Liebe Schwestern und liebe Brüder!
Sich verstehen – das ist gut! Sich zu verstehen ist ein Grund zu feiern. Das tun wir zu Pfingsten. Da versteht plötzlich eine den anderen, obwohl er aus einem fremden Land kommt. Da spielen die unterschiedlichen Sprachen keine Rolle mehr. Gottes Geist sorgt dafür, dass die Sprachbarrieren fallen. Ein Wunder!

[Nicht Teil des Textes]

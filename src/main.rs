use std::{path::PathBuf, process::ExitCode};

use anyhow::{Context, Result};
use clap::Parser;
use schema_push::{
    config::{AppConfig, Overrides},
    logging::{self, LogFormat},
    report::Reporter,
    rpc::RpcExecutor,
    run::{push_file, RunOptions},
    upstream::{build_service_client, probe_connection},
};
use tracing::info;

/// Push a SQL script to a hosted database, one statement at a time.
///
/// SERVICE_URL and SERVICE_KEY must be set in the environment (or in
/// config/app.env / .env).
#[derive(Parser, Debug)]
#[command(name = "schema-push", version)]
struct Cli {
    /// SQL file to push (overrides SQL_FILE)
    #[arg(short, long)]
    file: Option<PathBuf>,

    /// Service base URL (overrides SERVICE_URL)
    #[arg(short, long)]
    url: Option<String>,

    /// Remote procedure that executes SQL (overrides RPC_FUNCTION)
    #[arg(long)]
    function: Option<String>,

    /// Check that the service answers before sending anything
    #[arg(long)]
    check_connection: bool,

    /// Send every statement with its trailing semicolon
    #[arg(long)]
    append_semicolon: bool,

    /// Enable debug logging
    #[arg(short, long)]
    debug: bool,
}

#[tokio::main]
async fn main() -> Result<ExitCode> {
    let _ = dotenvy::from_filename("config/app.env");
    let _ = dotenvy::dotenv();

    let cli = Cli::parse();
    logging::init_logging(
        LogFormat::from_env(),
        if cli.debug { "debug" } else { "info" },
    );

    let overrides = Overrides {
        sql_file: cli.file,
        service_url: cli.url,
        rpc_function: cli.function,
        check_connection: cli.check_connection,
        append_semicolon: cli.append_semicolon,
    };
    let cfg = AppConfig::from_env(&overrides).context("invalid configuration")?;

    let client = build_service_client(&cfg.service_key, &cfg.client)?;
    let executor = RpcExecutor::new(client.clone(), &cfg);

    info!(
        event = "boot",
        message = "schema-push started",
        target = %executor.url(),
        file = %cfg.sql_file.display(),
        check_connection = cfg.check_connection,
    );

    let mut reporter = Reporter::stdout();
    reporter.target(&cfg.service_url);

    if cfg.check_connection {
        if let Err(e) = probe_connection(&client, &cfg).await {
            reporter.connection_failed(&e.to_string());
            return Ok(ExitCode::FAILURE);
        }
    }

    let opts = RunOptions {
        append_semicolon: cfg.append_semicolon,
    };
    let summary = push_file(cfg.sql_file.clone(), &executor, &mut reporter, opts).await?;

    Ok(summary.exit_code())
}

Wirklich ein Wunder, denn sehr oft erleben wir etwas anderes. Verschiedene Sprachen schieben sich trennend zwischen uns, es fällt schwer, den anderen und das, was ihn geprägt hat, zu verstehen. Vor kurzem habe ich das bei einem Traugespräch erlebt. Als ich fragte, warum der Bräutigam aus der Kirche ausgetreten sei, erklärte mir die Braut, die Kirchensteuer sei ihm zu teuer und sie würden sowieso nie in die Kirche gehen. Ich antwortete, aber trotzdem sei es ihnen doch wichtig, dass an bestimmten Punkten ihres Lebens die Kirche für sie da sei, wie bei der Hochzeit oder auch bei einer Taufe. Das zu ermöglichen, koste einiges an Geld. Die Braut entgegnete, dass sie nicht planen würden, Kinder zu haben. Daraufhin ich: „Auch wenn ich keine eigenen Kinder hätte, wäre es mir wichtig, dass Kinder mit Kirche in Berührung kommen und in eine Gemeinschaft hineinwachsen können durch Taufe oder Kindergottesdienst.“ Die Braut entgeistert: „Aber wer macht das denn heute noch? Wen interessiert das noch? Ich glaube, wir leben in ganz verschiedenen Welten!“
Verschiedene Welten, verschiedene Sprachen. Braut und Bräutigam sind beide in Deutschland aufgewachsen, sind getauft und konfirmiert in der evangelischen Kirche. Aber das, was mich als Kirchenfrau bewegt, ist für sie so fremd, als käme ich von einem anderen Stern. Wir haben es schwer, zueinander zu kommen, weil wir uns in ganz unterschiedlichen Welten bewegen.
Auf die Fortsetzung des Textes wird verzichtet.